====== Data provided ======

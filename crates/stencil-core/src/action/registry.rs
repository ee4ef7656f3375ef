//! Closed, inspectable map of registered actions

use super::{Action, ActionSpec};
use crate::error::{ErrorReason, Help, WorkflowError};
use crate::schema::Schema;
use indexmap::IndexMap;
use std::sync::OnceLock;

/// Creates an action instance on first use
pub type ActionFactory = Box<dyn Fn() -> Box<dyn Action> + Send + Sync>;

/// Accumulates action registrations before the registry is sealed
#[derive(Default)]
pub struct ActionRegistryBuilder {
    entries: IndexMap<String, (ActionSpec, ActionFactory)>,
}

impl ActionRegistryBuilder {
    pub fn new() -> Self {
        Self::default()
    }

    /// Register an action under `spec.name`; names must be unique
    pub fn register<F>(&mut self, spec: ActionSpec, factory: F) -> Result<&mut Self, WorkflowError>
    where
        F: Fn() -> Box<dyn Action> + Send + Sync + 'static,
    {
        if self.entries.contains_key(&spec.name) {
            return Err(WorkflowError::with_help(
                format!("Action `{}` is already registered", spec.name),
                Help::with_reason(ErrorReason::InvalidConfiguration),
            ));
        }
        self.entries
            .insert(spec.name.clone(), (spec, Box::new(factory)));
        Ok(self)
    }

    pub fn contains(&self, name: &str) -> bool {
        self.entries.contains_key(name)
    }

    /// Compile every option schema and seal the registry
    pub fn build(self) -> Result<ActionRegistry, WorkflowError> {
        let mut entries = IndexMap::with_capacity(self.entries.len());

        for (name, (spec, factory)) in self.entries {
            let schema = Schema::compile(spec.schema.clone()).map_err(|e| {
                WorkflowError::with_help(
                    format!("Invalid option schema for action `{}`: {}", name, e),
                    Help::with_reason(ErrorReason::InvalidConfiguration),
                )
            })?;
            entries.insert(
                name,
                RegisteredAction {
                    spec,
                    schema,
                    factory,
                    instance: OnceLock::new(),
                },
            );
        }

        Ok(ActionRegistry { entries })
    }
}

/// A registered action with its compiled schema and lazily created instance
pub struct RegisteredAction {
    spec: ActionSpec,
    schema: Schema,
    factory: ActionFactory,
    instance: OnceLock<Box<dyn Action>>,
}

impl RegisteredAction {
    pub fn spec(&self) -> &ActionSpec {
        &self.spec
    }

    pub fn schema(&self) -> &Schema {
        &self.schema
    }

    /// The action instance, constructed on first call
    pub fn action(&self) -> &dyn Action {
        self.instance.get_or_init(|| (self.factory)()).as_ref()
    }
}

/// Sealed action registry, in registration order
pub struct ActionRegistry {
    entries: IndexMap<String, RegisteredAction>,
}

impl ActionRegistry {
    pub fn builder() -> ActionRegistryBuilder {
        ActionRegistryBuilder::new()
    }

    pub fn get(&self, name: &str) -> Option<&RegisteredAction> {
        self.entries.get(name)
    }

    pub fn names(&self) -> impl Iterator<Item = &str> {
        self.entries.keys().map(String::as_str)
    }

    pub fn spec(&self, name: &str) -> Option<&ActionSpec> {
        self.entries.get(name).map(RegisteredAction::spec)
    }

    pub fn specs(&self) -> impl Iterator<Item = &ActionSpec> {
        self.entries.values().map(RegisteredAction::spec)
    }

    pub fn len(&self) -> usize {
        self.entries.len()
    }

    pub fn is_empty(&self) -> bool {
        self.entries.is_empty()
    }
}

#[cfg(test)]
mod tests {
    use super::*;
    use crate::action::{ActionRunner, Options};
    use crate::context::ExecutionContext;
    use async_trait::async_trait;
    use serde_json::json;
    use std::sync::atomic::{AtomicU32, Ordering};
    use std::sync::Arc;

    struct Noop;

    #[async_trait]
    impl Action for Noop {
        async fn execute(
            &self,
            _options: Options,
            _context: &mut ExecutionContext,
            _runner: &ActionRunner,
        ) -> Result<(), WorkflowError> {
            Ok(())
        }
    }

    fn spec(name: &str) -> ActionSpec {
        ActionSpec::new(name, "does nothing", json!({"type": "object"}))
    }

    #[test]
    fn test_duplicate_names_are_rejected() {
        let mut builder = ActionRegistry::builder();
        builder.register(spec("noop"), || Box::new(Noop)).unwrap();
        let error = builder
            .register(spec("noop"), || Box::new(Noop))
            .err()
            .unwrap();
        assert_eq!(error.reason(), Some(ErrorReason::InvalidConfiguration));
    }

    #[test]
    fn test_invalid_schema_fails_build() {
        let mut builder = ActionRegistry::builder();
        builder
            .register(
                ActionSpec::new("broken", "", json!({"type": 12})),
                || Box::new(Noop),
            )
            .unwrap();
        assert!(builder.build().is_err());
    }

    #[test]
    fn test_instances_are_created_once() {
        let created = Arc::new(AtomicU32::new(0));
        let counter = created.clone();

        let mut builder = ActionRegistry::builder();
        builder
            .register(spec("noop"), move || {
                counter.fetch_add(1, Ordering::SeqCst);
                Box::new(Noop)
            })
            .unwrap();
        let registry = builder.build().unwrap();
        assert_eq!(created.load(Ordering::SeqCst), 0);

        let entry = registry.get("noop").unwrap();
        entry.action();
        entry.action();
        assert_eq!(created.load(Ordering::SeqCst), 1);
    }

    #[test]
    fn test_registry_is_inspectable_in_order() {
        let mut builder = ActionRegistry::builder();
        builder
            .register(spec("b"), || Box::new(Noop))
            .unwrap()
            .register(spec("a"), || Box::new(Noop))
            .unwrap();
        let registry = builder.build().unwrap();

        assert_eq!(registry.names().collect::<Vec<_>>(), vec!["b", "a"]);
        assert_eq!(registry.spec("a").unwrap().description, "does nothing");
        assert!(registry.spec("c").is_none());
    }
}
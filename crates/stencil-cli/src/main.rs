//! stencil - run declarative scaffolding templates

use anyhow::{Context, Result};
use clap::{Parser, Subcommand};
use colored::Colorize;
use serde_json::{Map, Value};
use std::path::{Path, PathBuf};
use std::process::ExitCode;
use std::sync::Arc;
use stencil_core::{
    directory_url, ActionRunner, ActionServices, CommandPackageManager, ConsoleOutput,
    ErrorPayload, ExecutionContext, OptionKind, Output, PromptInput, ResourceStack,
    RuntimeConfig, WorkflowError,
};
use tracing_subscriber::EnvFilter;
use url::Url;

#[derive(Parser, Debug)]
#[command(name = "stencil")]
#[command(about = "Run declarative scaffolding templates")]
#[command(version)]
pub struct Args {
    /// Runtime configuration file (YAML or JSON)
    #[arg(long, global = true)]
    pub config: Option<PathBuf>,

    #[command(subcommand)]
    pub command: Command,
}

#[derive(Subcommand, Debug)]
pub enum Command {
    /// Run a template
    Run(RunArgs),
    /// Show a template's options and actions
    Inspect(InspectArgs),
    /// List the available actions
    Actions,
}

#[derive(Parser, Debug)]
pub struct RunArgs {
    /// Template URL or local path
    pub template: String,

    /// Option value, repeatable (e.g. --set name=my-app)
    #[arg(short, long = "set", value_parser = parse_assignment)]
    pub set: Vec<(String, String)>,

    /// Directory to run in (defaults to the current directory)
    #[arg(short, long)]
    pub dir: Option<PathBuf>,

    /// Never ask questions; prompts fall back to their defaults
    #[arg(short, long)]
    pub yes: bool,
}

#[derive(Parser, Debug)]
pub struct InspectArgs {
    /// Template URL or local path
    pub template: String,
}

/// Parse `key=value`
fn parse_assignment(text: &str) -> Result<(String, String), String> {
    match text.split_once('=') {
        Some((key, value)) if !key.trim().is_empty() => {
            Ok((key.trim().to_string(), value.to_string()))
        }
        _ => Err(format!("expected key=value, got '{}'", text)),
    }
}

/// Interpret the template argument as a URL, or else as a local path
fn template_url(reference: &str, cwd: &Path) -> Result<Url> {
    if let Ok(url) = Url::parse(reference) {
        // single-letter schemes are Windows drive letters
        if url.scheme().len() > 1 {
            return Ok(url);
        }
    }

    let path = cwd.join(reference);
    let url = if path.is_dir() {
        Url::from_directory_path(&path)
    } else {
        Url::from_file_path(&path)
    };
    url.map_err(|_| anyhow::anyhow!("Invalid template path: {}", path.display()))
}

fn services(config: &RuntimeConfig) -> Result<(Arc<ResourceStack>, ActionRunner)> {
    let resources = Arc::new(ResourceStack::from_config(config)?);
    let runner = ActionRunner::with_defaults(
        ActionServices::new(resources.clone())
            .with_package_manager(CommandPackageManager::shared()),
    )?;
    Ok((resources, runner))
}

async fn run(config: &RuntimeConfig, args: RunArgs) -> Result<()> {
    let cwd = std::env::current_dir().context("Failed to get current directory")?;
    let dir = match args.dir {
        Some(dir) => cwd.join(dir),
        None => cwd.clone(),
    };
    std::fs::create_dir_all(&dir)
        .with_context(|| format!("Failed to create {}", dir.display()))?;

    let (resources, runner) = services(config)?;
    let url = template_url(&args.template, &cwd)?;
    let template = resources.template(&url).await.map_err(WorkflowError::from)?;

    let output: Arc<dyn Output> = Arc::new(ConsoleOutput);
    if let Some(warning) = template.value.check_version(stencil_core::VERSION) {
        output.warn(&warning);
    }
    if let Some(title) = &template.value.title {
        println!();
        println!("{} {}", "Creating".bold(), title.cyan().bold());
        println!();
    }

    let mut context = ExecutionContext::new(output.clone(), directory_url(&template.url), &dir)
        .with_max_depth(config.max_depth);
    if !args.yes && PromptInput::is_available() {
        context = context.with_input(Arc::new(PromptInput::new()));
    }

    let provided: Map<String, Value> = args
        .set
        .into_iter()
        .map(|(key, value)| (key, Value::String(value)))
        .collect();
    template
        .value
        .resolve_options(&provided, &mut context)
        .await?;
    runner.run(&template.value.actions, &mut context).await?;

    println!();
    output.confirm_success(&format!("Done in {}", dir.display()));
    Ok(())
}

async fn inspect(config: &RuntimeConfig, args: InspectArgs) -> Result<()> {
    let cwd = std::env::current_dir().context("Failed to get current directory")?;
    let (resources, _) = services(config)?;
    let url = template_url(&args.template, &cwd)?;
    let template = resources.template(&url).await.map_err(WorkflowError::from)?;
    let template = template.value;

    println!(
        "{}",
        template.title.as_deref().unwrap_or(url.as_str()).bold()
    );
    if let Some(description) = &template.description {
        println!("{}", description.dimmed());
    }
    if let Some(version) = &template.version {
        println!("{} {}", "Version:".dimmed(), version);
    }

    println!();
    println!("{}", "Options:".bold());
    if template.options.is_empty() {
        println!("  {}", "(none)".dimmed());
    }
    for (name, option) in &template.options {
        let mut line = format!("  {} {}", name.cyan(), format!("<{}>", option.kind.type_name()).dimmed());
        if option.required {
            line.push_str(&format!(" {}", "required".yellow()));
        }
        if let Some(default) = &option.default {
            line.push_str(&format!(" {}", format!("[default: {}]", default).dimmed()));
        }
        println!("{}", line);
        if !option.description.is_empty() {
            println!("      {}", option.description);
        }
        if let OptionKind::String {
            choices: Some(choices),
        } = &option.kind
        {
            println!("      {} {}", "choices:".dimmed(), choices.join(", "));
        }
    }

    println!();
    println!("{}", "Actions:".bold());
    for (index, action) in template.actions.iter().enumerate() {
        println!("  {}. {}", index + 1, action.name);
    }
    Ok(())
}

fn list_actions(config: &RuntimeConfig) -> Result<()> {
    let (_, runner) = services(config)?;
    let width = runner
        .registry()
        .names()
        .map(str::len)
        .max()
        .unwrap_or(0);
    for spec in runner.registry().specs() {
        println!(
            "  {:width$}  {}",
            spec.name.cyan(),
            spec.description.dimmed(),
            width = width
        );
    }
    Ok(())
}

fn render_payload(payload: &ErrorPayload, depth: usize) {
    let indent = "  ".repeat(depth);
    if depth == 0 {
        eprintln!("{} {}", "Error:".red().bold(), payload.message);
    } else {
        eprintln!("{}{} {}", indent, "Caused by:".dimmed(), payload.message);
    }
    for detail in &payload.details {
        eprintln!("{}  {}", indent, detail.dimmed());
    }
    for suggestion in &payload.suggestions {
        eprintln!("{}  {} {}", indent, "->".blue(), suggestion);
    }
    for link in &payload.links {
        eprintln!("{}  {} {}", indent, link.description, link.url.underline());
    }
    if let Some(cause) = &payload.cause {
        render_payload(cause, depth + 1);
    }
}

fn render_error(error: &anyhow::Error) {
    eprintln!();
    match error.downcast_ref::<WorkflowError>() {
        Some(workflow) => render_payload(&workflow.payload(), 0),
        None => {
            eprintln!("{} {}", "Error:".red().bold(), error);
            for cause in error.chain().skip(1) {
                eprintln!("  {} {}", "Caused by:".dimmed(), cause);
            }
        }
    }
}

#[tokio::main]
async fn main() -> ExitCode {
    tracing_subscriber::fmt()
        .with_env_filter(
            EnvFilter::try_from_default_env().unwrap_or_else(|_| EnvFilter::new("warn")),
        )
        .with_writer(std::io::stderr)
        .init();

    // Ensure terminal cursor is restored on panic
    let default_panic = std::panic::take_hook();
    std::panic::set_hook(Box::new(move |info| {
        let _ = console::Term::stderr().show_cursor();
        default_panic(info);
    }));

    // Handle Ctrl+C gracefully
    ctrlc::set_handler(move || {
        let _ = console::Term::stderr().show_cursor();
        std::process::exit(130);
    })
    .ok();

    let args = Args::parse();

    let result: Result<()> = async {
        let config = RuntimeConfig::load(args.config.as_deref())?;
        match args.command {
            Command::Run(run_args) => run(&config, run_args).await,
            Command::Inspect(inspect_args) => inspect(&config, inspect_args).await,
            Command::Actions => list_actions(&config),
        }
    }
    .await;

    // Ensure cursor is visible on normal exit
    let _ = console::Term::stderr().show_cursor();

    match result {
        Ok(()) => ExitCode::SUCCESS,
        Err(error) => {
            render_error(&error);
            ExitCode::FAILURE
        }
    }
}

======

When a line in the listing includes the word "CommandPackageManager", report that line in full.

* **Result**
    directory_url, ActionRunner, ActionServices, CommandPackageManager, ConsoleOutput,
            .with_package_manager(CommandPackageManager::shared()),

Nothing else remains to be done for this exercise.